La lagna occidentale non ha più margini per esprimersi con le sue solite litanie. La chiesa cattolica non può più restare imbavagliata e muta, in nome della fratellanza umana e dell’equivoco modo di intendere il dialogo inter-religioso, di fronte all’evidenza di un conflitto che la riguarda. Dopo l’undici settembre, che fu il picco dell’ondata epidemica islamista, dovremmo aver capito, anche per le lezioni successive che ci sono state impartite dovunque nel mondo e in particolare in Francia, che queste ondate non cesseranno e che l’islamismo politico internazionale, in forme diverse, costruendo stati del terrore come l’Isis o martirizzando un prete come padre Hamel o in mille altri modi, collettivi e solitari, continuerà a dare segni di vita che per noi sono segni di morte. Nella forma reticente e irenista, il dialogo con i “santi” dell’islam non è una risposta. Benevola nelle intenzioni ma inefficace, la protezione puntuale degli obiettivi simbolici possibili, per esempio le chiese e le scuole che saranno presidiate da 7.000 militari dell’operazione sentinella, è una chimera.
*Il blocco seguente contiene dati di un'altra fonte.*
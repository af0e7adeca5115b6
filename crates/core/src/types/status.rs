//! Status enums for submitted orders.
//!
//! An order carries two independent status axes: fulfillment progress
//! ([`OrderStatus`]) and payment ([`PaymentStatus`]). Admin tooling updates
//! them separately, so neither axis constrains the other.

use serde::{Deserialize, Serialize};

/// Order fulfillment status.
///
/// Orders enter as `Processing`. Valid transitions:
///
/// ```text
/// Processing -> Shipped -> Completed
/// Processing -> Cancelled
/// Shipped    -> Cancelled
/// ```
#[derive(Debug, Clone, Copy, PartialEq, Eq, Hash, Serialize, Deserialize, Default)]
#[serde(rename_all = "snake_case")]
pub enum OrderStatus {
    #[default]
    Processing,
    Shipped,
    Completed,
    Cancelled,
}

impl OrderStatus {
    /// Whether no further transitions are possible.
    #[must_use]
    pub const fn is_terminal(self) -> bool {
        matches!(self, Self::Completed | Self::Cancelled)
    }

    /// Whether moving from `self` to `next` is a legal transition.
    ///
    /// Re-applying the current status is allowed and treated as a no-op.
    #[must_use]
    pub const fn can_transition_to(self, next: Self) -> bool {
        matches!(
            (self, next),
            (Self::Processing, Self::Processing | Self::Shipped | Self::Cancelled)
                | (Self::Shipped, Self::Shipped | Self::Completed | Self::Cancelled)
                | (Self::Completed, Self::Completed)
                | (Self::Cancelled, Self::Cancelled)
        )
    }
}

impl std::fmt::Display for OrderStatus {
    fn fmt(&self, f: &mut std::fmt::Formatter<'_>) -> std::fmt::Result {
        match self {
            Self::Processing => write!(f, "processing"),
            Self::Shipped => write!(f, "shipped"),
            Self::Completed => write!(f, "completed"),
            Self::Cancelled => write!(f, "cancelled"),
        }
    }
}

impl std::str::FromStr for OrderStatus {
    type Err = String;

    fn from_str(s: &str) -> Result<Self, Self::Err> {
        match s {
            "processing" => Ok(Self::Processing),
            "shipped" => Ok(Self::Shipped),
            "completed" => Ok(Self::Completed),
            "cancelled" => Ok(Self::Cancelled),
            _ => Err(format!("invalid order status: {s}")),
        }
    }
}

/// Payment status, tracked independently of [`OrderStatus`].
#[derive(Debug, Clone, Copy, PartialEq, Eq, Hash, Serialize, Deserialize, Default)]
#[serde(rename_all = "snake_case")]
pub enum PaymentStatus {
    #[default]
    Pending,
    Paid,
    Failed,
}

impl std::fmt::Display for PaymentStatus {
    fn fmt(&self, f: &mut std::fmt::Formatter<'_>) -> std::fmt::Result {
        match self {
            Self::Pending => write!(f, "pending"),
            Self::Paid => write!(f, "paid"),
            Self::Failed => write!(f, "failed"),
        }
    }
}

impl std::str::FromStr for PaymentStatus {
    type Err = String;

    fn from_str(s: &str) -> Result<Self, Self::Err> {
        match s {
            "pending" => Ok(Self::Pending),
            "paid" => Ok(Self::Paid),
            "failed" => Ok(Self::Failed),
            _ => Err(format!("invalid payment status: {s}")),
        }
    }
}

#[cfg(test)]
mod tests {
    use super::*;

    #[test]
    fn test_forward_transitions() {
        assert!(OrderStatus::Processing.can_transition_to(OrderStatus::Shipped));
        assert!(OrderStatus::Shipped.can_transition_to(OrderStatus::Completed));
    }

    #[test]
    fn test_cancel_from_open_states() {
        assert!(OrderStatus::Processing.can_transition_to(OrderStatus::Cancelled));
        assert!(OrderStatus::Shipped.can_transition_to(OrderStatus::Cancelled));
        assert!(!OrderStatus::Completed.can_transition_to(OrderStatus::Cancelled));
    }

    #[test]
    fn test_no_backward_transitions() {
        assert!(!OrderStatus::Completed.can_transition_to(OrderStatus::Processing));
        assert!(!OrderStatus::Shipped.can_transition_to(OrderStatus::Processing));
        assert!(!OrderStatus::Cancelled.can_transition_to(OrderStatus::Shipped));
        assert!(!OrderStatus::Processing.can_transition_to(OrderStatus::Completed));
    }

    #[test]
    fn test_terminal_states() {
        assert!(OrderStatus::Completed.is_terminal());
        assert!(OrderStatus::Cancelled.is_terminal());
        assert!(!OrderStatus::Processing.is_terminal());
    }

    #[test]
    fn test_status_round_trips_through_str() {
        for status in [
            OrderStatus::Processing,
            OrderStatus::Shipped,
            OrderStatus::Completed,
            OrderStatus::Cancelled,
        ] {
            assert_eq!(status.to_string().parse::<OrderStatus>(), Ok(status));
        }
        assert_eq!("paid".parse::<PaymentStatus>(), Ok(PaymentStatus::Paid));
        assert!("refunded".parse::<PaymentStatus>().is_err());
    }

    #[test]
    fn test_serde_snake_case() {
        let json = serde_json::to_string(&OrderStatus::Shipped).unwrap_or_default();
        assert_eq!(json, "\"shipped\"");
    }
}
La stessa idea che la risposta a una guerra carica di cultura, di risentimento e fede aspramente mescolati, si possa condurre nel segno della legge, e dunque nel rispetto dei criteri di valore che difendono la nostra libertà e al tempo stesso la indicano come una libertà senza spada, è pura vanità. Resta solo la forza: la pulizia dei territori perduti dell’occidente, la normalizzazione dei comunitarismi islamici che fanno da corona all’islam politico, l’isolamento, il contenimento e il sanzionamento diplomatico, politico e militare degli stati e delle classi dirigenti che da Ankara a Teheran soffiano sul fuoco.